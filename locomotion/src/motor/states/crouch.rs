use super::{StateRequest, can_stand, crouch_jump};
use crate::motor::context::LocomotionContext;
use crate::motor::physics::accelerate_toward;
use crate::motor::{JumpKind, MotorEvent};

/// Crouch-walking with the short capsule. Stands back up once headroom has stayed clear for
/// `stand_clear_time` with slide released.
#[derive(Clone, Debug, Default, PartialEq)]
pub struct CrouchState {
    clear_time: f32,
}

impl CrouchState {
    pub fn enter(ctx: &mut LocomotionContext) -> Self {
        ctx.body.set_crouched(true);
        Self { clear_time: 0.0 }
    }

    pub fn tick(&mut self, ctx: &mut LocomotionContext) -> Option<StateRequest> {
        let cfg = ctx.cfg;

        if ctx.lost_ground() {
            return Some(StateRequest::Airborne);
        }
        if ctx.wants_dash() {
            return Some(StateRequest::Dash);
        }
        if ctx.input.slide_held() && ctx.timers.slide_cooldown <= 0.0 && ctx.has_move_input() {
            return Some(StateRequest::Slide);
        }
        if ctx.input.has_buffered_jump() && ctx.ground.grounded {
            crouch_jump(ctx, JumpKind::Ground);
            return Some(StateRequest::Airborne);
        }

        let moving = ctx.has_move_input();
        let rate = if moving { cfg.crouch_accel } else { cfg.crouch_decel };
        let target = ctx.wish() * cfg.crouch_walk_speed;
        let horizontal = accelerate_toward(ctx.body.horizontal_velocity(), target, rate, ctx.dt);
        ctx.body.set_horizontal_velocity(horizontal);
        ctx.body.velocity.y = cfg.ground_stick_velocity;

        if ctx.input.slide_held() || !can_stand(ctx) {
            self.clear_time = 0.0;
            return None;
        }

        self.clear_time += ctx.dt;
        if self.clear_time < cfg.stand_clear_time {
            return None;
        }

        ctx.body.set_crouched(false);
        ctx.emit(MotorEvent::Stood);
        Some(StateRequest::Grounded)
    }
}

## Exercise objective
Retype, without any change, every line from the one with "if ctx.input.has_buffered_jump() &&" to the bottom of the listing.

## Result for this task
        if ctx.input.has_buffered_jump() && ctx.ground.grounded {
            crouch_jump(ctx, JumpKind::Ground);
            return Some(StateRequest::Airborne);
        }

        let moving = ctx.has_move_input();
        let rate = if moving { cfg.crouch_accel } else { cfg.crouch_decel };
        let target = ctx.wish() * cfg.crouch_walk_speed;
        let horizontal = accelerate_toward(ctx.body.horizontal_velocity(), target, rate, ctx.dt);
        ctx.body.set_horizontal_velocity(horizontal);
        ctx.body.velocity.y = cfg.ground_stick_velocity;

        if ctx.input.slide_held() || !can_stand(ctx) {
            self.clear_time = 0.0;
            return None;
        }

        self.clear_time += ctx.dt;
        if self.clear_time < cfg.stand_clear_time {
            return None;
        }

        ctx.body.set_crouched(false);
        ctx.emit(MotorEvent::Stood);
        Some(StateRequest::Grounded)
    }
}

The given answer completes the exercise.